(Stored items)
::::

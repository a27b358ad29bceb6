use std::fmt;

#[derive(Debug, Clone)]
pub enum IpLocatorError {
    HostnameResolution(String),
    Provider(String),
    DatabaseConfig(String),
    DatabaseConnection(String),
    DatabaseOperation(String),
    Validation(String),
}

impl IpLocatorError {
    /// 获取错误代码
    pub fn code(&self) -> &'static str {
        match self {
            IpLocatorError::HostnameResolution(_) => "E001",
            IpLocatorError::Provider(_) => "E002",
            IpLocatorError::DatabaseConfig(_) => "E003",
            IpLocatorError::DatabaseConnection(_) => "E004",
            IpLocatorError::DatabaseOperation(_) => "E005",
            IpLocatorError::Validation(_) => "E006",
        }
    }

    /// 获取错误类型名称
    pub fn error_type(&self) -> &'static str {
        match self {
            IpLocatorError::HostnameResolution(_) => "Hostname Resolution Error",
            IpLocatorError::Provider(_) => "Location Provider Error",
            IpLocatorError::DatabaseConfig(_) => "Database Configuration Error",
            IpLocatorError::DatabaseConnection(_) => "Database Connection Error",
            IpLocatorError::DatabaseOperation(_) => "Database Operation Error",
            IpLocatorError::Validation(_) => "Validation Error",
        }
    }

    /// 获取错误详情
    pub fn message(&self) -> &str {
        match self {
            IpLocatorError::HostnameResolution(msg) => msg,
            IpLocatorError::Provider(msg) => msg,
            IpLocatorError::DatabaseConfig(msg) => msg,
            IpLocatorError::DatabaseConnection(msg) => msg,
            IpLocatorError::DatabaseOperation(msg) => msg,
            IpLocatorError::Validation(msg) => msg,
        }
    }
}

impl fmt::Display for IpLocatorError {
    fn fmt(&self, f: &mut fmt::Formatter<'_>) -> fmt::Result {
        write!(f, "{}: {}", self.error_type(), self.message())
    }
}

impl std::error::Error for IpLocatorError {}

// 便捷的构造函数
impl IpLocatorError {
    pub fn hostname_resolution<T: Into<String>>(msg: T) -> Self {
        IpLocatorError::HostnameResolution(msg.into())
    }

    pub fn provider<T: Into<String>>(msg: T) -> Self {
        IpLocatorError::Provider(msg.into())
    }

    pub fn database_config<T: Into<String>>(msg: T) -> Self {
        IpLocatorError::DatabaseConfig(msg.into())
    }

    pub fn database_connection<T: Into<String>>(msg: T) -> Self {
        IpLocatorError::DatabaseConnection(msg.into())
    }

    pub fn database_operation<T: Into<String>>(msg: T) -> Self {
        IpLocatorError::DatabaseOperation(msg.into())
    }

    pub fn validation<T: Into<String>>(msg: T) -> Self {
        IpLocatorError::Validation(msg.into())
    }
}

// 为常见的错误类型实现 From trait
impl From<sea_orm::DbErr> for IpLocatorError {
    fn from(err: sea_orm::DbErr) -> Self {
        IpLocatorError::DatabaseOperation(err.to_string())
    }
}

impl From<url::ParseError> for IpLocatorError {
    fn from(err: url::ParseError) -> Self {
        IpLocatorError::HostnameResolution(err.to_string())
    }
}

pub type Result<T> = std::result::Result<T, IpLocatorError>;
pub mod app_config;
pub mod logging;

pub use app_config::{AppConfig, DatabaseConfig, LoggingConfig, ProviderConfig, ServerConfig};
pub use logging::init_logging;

::::

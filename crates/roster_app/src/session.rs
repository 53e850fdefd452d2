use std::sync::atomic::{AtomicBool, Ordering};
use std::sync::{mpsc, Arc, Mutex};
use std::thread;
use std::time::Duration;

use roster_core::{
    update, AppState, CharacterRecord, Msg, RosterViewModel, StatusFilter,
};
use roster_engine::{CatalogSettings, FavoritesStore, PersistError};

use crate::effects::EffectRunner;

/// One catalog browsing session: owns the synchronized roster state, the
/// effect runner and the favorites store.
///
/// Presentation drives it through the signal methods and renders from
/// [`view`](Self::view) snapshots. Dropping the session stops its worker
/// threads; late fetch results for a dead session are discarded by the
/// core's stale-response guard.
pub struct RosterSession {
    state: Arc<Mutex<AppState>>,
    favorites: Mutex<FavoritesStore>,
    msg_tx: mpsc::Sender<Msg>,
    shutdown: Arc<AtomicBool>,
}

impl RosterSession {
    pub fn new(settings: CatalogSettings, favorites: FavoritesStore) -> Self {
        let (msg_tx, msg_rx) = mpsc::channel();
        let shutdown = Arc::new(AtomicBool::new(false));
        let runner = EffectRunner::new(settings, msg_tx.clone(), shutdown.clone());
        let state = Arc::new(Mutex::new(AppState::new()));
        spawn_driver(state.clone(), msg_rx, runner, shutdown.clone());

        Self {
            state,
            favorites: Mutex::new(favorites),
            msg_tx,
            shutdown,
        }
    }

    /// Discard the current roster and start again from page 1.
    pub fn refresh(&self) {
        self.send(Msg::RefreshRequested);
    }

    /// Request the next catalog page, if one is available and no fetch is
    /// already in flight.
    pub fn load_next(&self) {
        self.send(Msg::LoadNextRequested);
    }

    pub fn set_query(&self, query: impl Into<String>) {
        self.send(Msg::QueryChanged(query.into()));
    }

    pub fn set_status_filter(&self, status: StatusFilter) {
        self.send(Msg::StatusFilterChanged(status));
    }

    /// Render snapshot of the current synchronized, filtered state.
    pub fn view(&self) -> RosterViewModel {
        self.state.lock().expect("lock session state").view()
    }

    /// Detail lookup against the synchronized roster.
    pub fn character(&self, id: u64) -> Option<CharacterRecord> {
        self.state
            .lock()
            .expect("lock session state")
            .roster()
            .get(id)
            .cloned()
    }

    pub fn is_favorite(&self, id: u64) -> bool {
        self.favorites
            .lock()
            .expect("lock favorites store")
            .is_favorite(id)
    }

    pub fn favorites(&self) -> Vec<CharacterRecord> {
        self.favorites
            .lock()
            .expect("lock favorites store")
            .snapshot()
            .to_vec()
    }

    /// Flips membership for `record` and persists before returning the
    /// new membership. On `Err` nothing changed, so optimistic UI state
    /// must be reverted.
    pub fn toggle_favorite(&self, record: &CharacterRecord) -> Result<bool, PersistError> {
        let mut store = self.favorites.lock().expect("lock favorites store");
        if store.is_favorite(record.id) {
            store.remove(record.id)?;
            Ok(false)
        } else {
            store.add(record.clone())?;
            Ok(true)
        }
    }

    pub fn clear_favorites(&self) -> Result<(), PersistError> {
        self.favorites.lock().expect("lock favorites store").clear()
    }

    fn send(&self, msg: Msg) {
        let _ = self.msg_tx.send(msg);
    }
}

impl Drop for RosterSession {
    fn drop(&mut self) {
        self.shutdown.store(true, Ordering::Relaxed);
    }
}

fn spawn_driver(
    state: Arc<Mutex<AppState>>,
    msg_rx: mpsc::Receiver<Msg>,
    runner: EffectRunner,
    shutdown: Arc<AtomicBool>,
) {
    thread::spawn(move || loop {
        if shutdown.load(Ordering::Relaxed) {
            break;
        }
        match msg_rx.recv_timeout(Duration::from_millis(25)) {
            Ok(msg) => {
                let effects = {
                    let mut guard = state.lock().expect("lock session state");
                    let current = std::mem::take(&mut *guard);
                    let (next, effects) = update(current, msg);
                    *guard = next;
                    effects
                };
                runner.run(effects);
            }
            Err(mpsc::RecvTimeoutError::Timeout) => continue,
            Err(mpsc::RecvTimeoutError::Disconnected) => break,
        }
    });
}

::::

*TRY IT*: With "DatabaseConfig" as the search word, count the matching lines in the records and give the number alone.

*EXPECTED OUTPUT*: 6